**EXERCISE INSTRUCTIONS:**
In the data, find the word "save" and copy out every line that has it.
───── DATA UNDER STUDY ─────
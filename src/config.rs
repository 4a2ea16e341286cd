//! Configuration and on-disk layout for the discovery pipeline.
//!
//! The app home holds two subtrees: `cache/` for transient scratch copies
//! of locked OS stores (deleted on every exit path) and `state/` for the
//! durable outputs: the digest, the category consent record, and the
//! identity map.

use chrono::Utc;
use serde::{Deserialize, Serialize};
use std::path::{Path, PathBuf};
use thiserror::Error;

/// Configuration errors.
#[derive(Debug, Error)]
pub enum ConfigError {
    #[error("IO error: {0}")]
    Io(#[from] std::io::Error),

    #[error("parse error: {0}")]
    Parse(#[from] serde_json::Error),
}

/// Resolved filesystem layout for one installation.
#[derive(Debug, Clone, Serialize, Deserialize)]
pub struct AppPaths {
    /// Root of all app-owned files.
    pub home: PathBuf,
}

impl Default for AppPaths {
    fn default() -> Self {
        let home = dirs::data_local_dir()
            .unwrap_or_else(|| PathBuf::from("."))
            .join("dossier");
        Self { home }
    }
}

impl AppPaths {
    /// Use an explicit home directory (tests, `--home` flag).
    pub fn with_home(home: impl Into<PathBuf>) -> Self {
        Self { home: home.into() }
    }

    /// Scratch area for copies of locked stores.
    pub fn cache_dir(&self) -> PathBuf {
        self.home.join("cache")
    }

    /// Durable state written across runs.
    pub fn state_dir(&self) -> PathBuf {
        self.home.join("state")
    }

    /// The final digest consumed by downstream synthesis.
    pub fn digest_path(&self) -> PathBuf {
        self.state_dir().join("CORE_MEMORY.MD")
    }

    pub fn categories_path(&self) -> PathBuf {
        self.state_dir().join("discovery_categories.json")
    }

    pub fn identity_map_path(&self) -> PathBuf {
        self.state_dir().join("identity_map.json")
    }

    /// Ensure the cache and state directories exist.
    pub fn ensure_directories(&self) -> Result<(), ConfigError> {
        std::fs::create_dir_all(self.cache_dir())?;
        std::fs::create_dir_all(self.state_dir())?;
        Ok(())
    }
}

/// The four opt-in discovery categories.
#[derive(Debug, Clone, Copy, PartialEq, Eq, Hash, Serialize, Deserialize)]
#[serde(rename_all = "snake_case")]
pub enum DiscoveryCategory {
    BrowsingBookmarks,
    DevEnvironment,
    AppsSystem,
    MessagesNotes,
}

impl DiscoveryCategory {
    pub const ALL: [DiscoveryCategory; 4] = [
        DiscoveryCategory::BrowsingBookmarks,
        DiscoveryCategory::DevEnvironment,
        DiscoveryCategory::AppsSystem,
        DiscoveryCategory::MessagesNotes,
    ];

    pub fn as_str(&self) -> &'static str {
        match self {
            DiscoveryCategory::BrowsingBookmarks => "browsing_bookmarks",
            DiscoveryCategory::DevEnvironment => "dev_environment",
            DiscoveryCategory::AppsSystem => "apps_system",
            DiscoveryCategory::MessagesNotes => "messages_notes",
        }
    }

    pub fn parse(s: &str) -> Option<DiscoveryCategory> {
        match s.trim() {
            "browsing_bookmarks" => Some(DiscoveryCategory::BrowsingBookmarks),
            "dev_environment" => Some(DiscoveryCategory::DevEnvironment),
            "apps_system" => Some(DiscoveryCategory::AppsSystem),
            "messages_notes" => Some(DiscoveryCategory::MessagesNotes),
            _ => None,
        }
    }
}

impl std::fmt::Display for DiscoveryCategory {
    fn fmt(&self, f: &mut std::fmt::Formatter<'_>) -> std::fmt::Result {
        f.write_str(self.as_str())
    }
}

/// The user's persisted consent choice.
///
/// Disk format: `{"categories": [...], "updatedAt": epoch-ms}`.
#[derive(Debug, Clone, Serialize, Deserialize)]
pub struct CategoryConsent {
    pub categories: Vec<DiscoveryCategory>,
    #[serde(rename = "updatedAt")]
    pub updated_at: i64,
}

impl Default for CategoryConsent {
    fn default() -> Self {
        // Messaging data is off unless the user opts in.
        Self {
            categories: vec![
                DiscoveryCategory::BrowsingBookmarks,
                DiscoveryCategory::DevEnvironment,
                DiscoveryCategory::AppsSystem,
            ],
            updated_at: Utc::now().timestamp_millis(),
        }
    }
}

impl CategoryConsent {
    pub fn new(categories: Vec<DiscoveryCategory>) -> Self {
        Self {
            categories,
            updated_at: Utc::now().timestamp_millis(),
        }
    }

    /// Load a previously persisted choice, or the default when none exists.
    pub fn load(path: &Path) -> Result<Self, ConfigError> {
        if path.exists() {
            let content = std::fs::read_to_string(path)?;
            Ok(serde_json::from_str(&content)?)
        } else {
            Ok(Self::default())
        }
    }

    /// Persist the choice so later runs can recall it.
    pub fn save(&self, path: &Path) -> Result<(), ConfigError> {
        if let Some(parent) = path.parent() {
            std::fs::create_dir_all(parent)?;
        }
        let content = serde_json::to_string_pretty(self)?;
        std::fs::write(path, content)?;
        Ok(())
    }

    pub fn includes(&self, category: DiscoveryCategory) -> bool {
        self.categories.contains(&category)
    }

    /// Parse a comma-separated category list, ignoring unknown entries.
    pub fn from_csv(s: &str) -> Self {
        let categories = s
            .split(',')
            .filter_map(DiscoveryCategory::parse)
            .collect::<Vec<_>>();
        Self::new(categories)
    }
}

#[cfg(test)]
mod tests {
    use super::*;

    #[test]
    fn test_default_excludes_messages() {
        let consent = CategoryConsent::default();
        assert!(consent.includes(DiscoveryCategory::BrowsingBookmarks));
        assert!(consent.includes(DiscoveryCategory::DevEnvironment));
        assert!(consent.includes(DiscoveryCategory::AppsSystem));
        assert!(!consent.includes(DiscoveryCategory::MessagesNotes));
    }

    #[test]
    fn test_consent_round_trip() {
        let dir = tempfile::tempdir().unwrap();
        let path = dir.path().join("discovery_categories.json");

        let consent = CategoryConsent::from_csv("browsing_bookmarks,messages_notes,bogus");
        consent.save(&path).unwrap();

        let loaded = CategoryConsent::load(&path).unwrap();
        assert_eq!(loaded.categories.len(), 2);
        assert!(loaded.includes(DiscoveryCategory::MessagesNotes));
        assert!(!loaded.includes(DiscoveryCategory::AppsSystem));
        assert_eq!(loaded.updated_at, consent.updated_at);
    }

    #[test]
    fn test_disk_format_uses_camel_case_timestamp() {
        let consent = CategoryConsent::new(vec![DiscoveryCategory::DevEnvironment]);
        let json = serde_json::to_string(&consent).unwrap();
        assert!(json.contains("\"updatedAt\""));
        assert!(json.contains("\"dev_environment\""));
    }

    #[test]
    fn test_load_missing_file_gives_default() {
        let dir = tempfile::tempdir().unwrap();
        let consent = CategoryConsent::load(&dir.path().join("nope.json")).unwrap();
        assert_eq!(consent.categories.len(), 3);
    }

    #[test]
    fn test_app_paths_layout() {
        let paths = AppPaths::with_home("/tmp/dossier-test");
        assert!(paths.digest_path().ends_with("state/CORE_MEMORY.MD"));
        assert!(paths.cache_dir().ends_with("cache"));
    }
}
─────
**RESULT:**
    pub fn save(&self, path: &Path) -> Result<(), ConfigError> {
        consent.save(&path).unwrap();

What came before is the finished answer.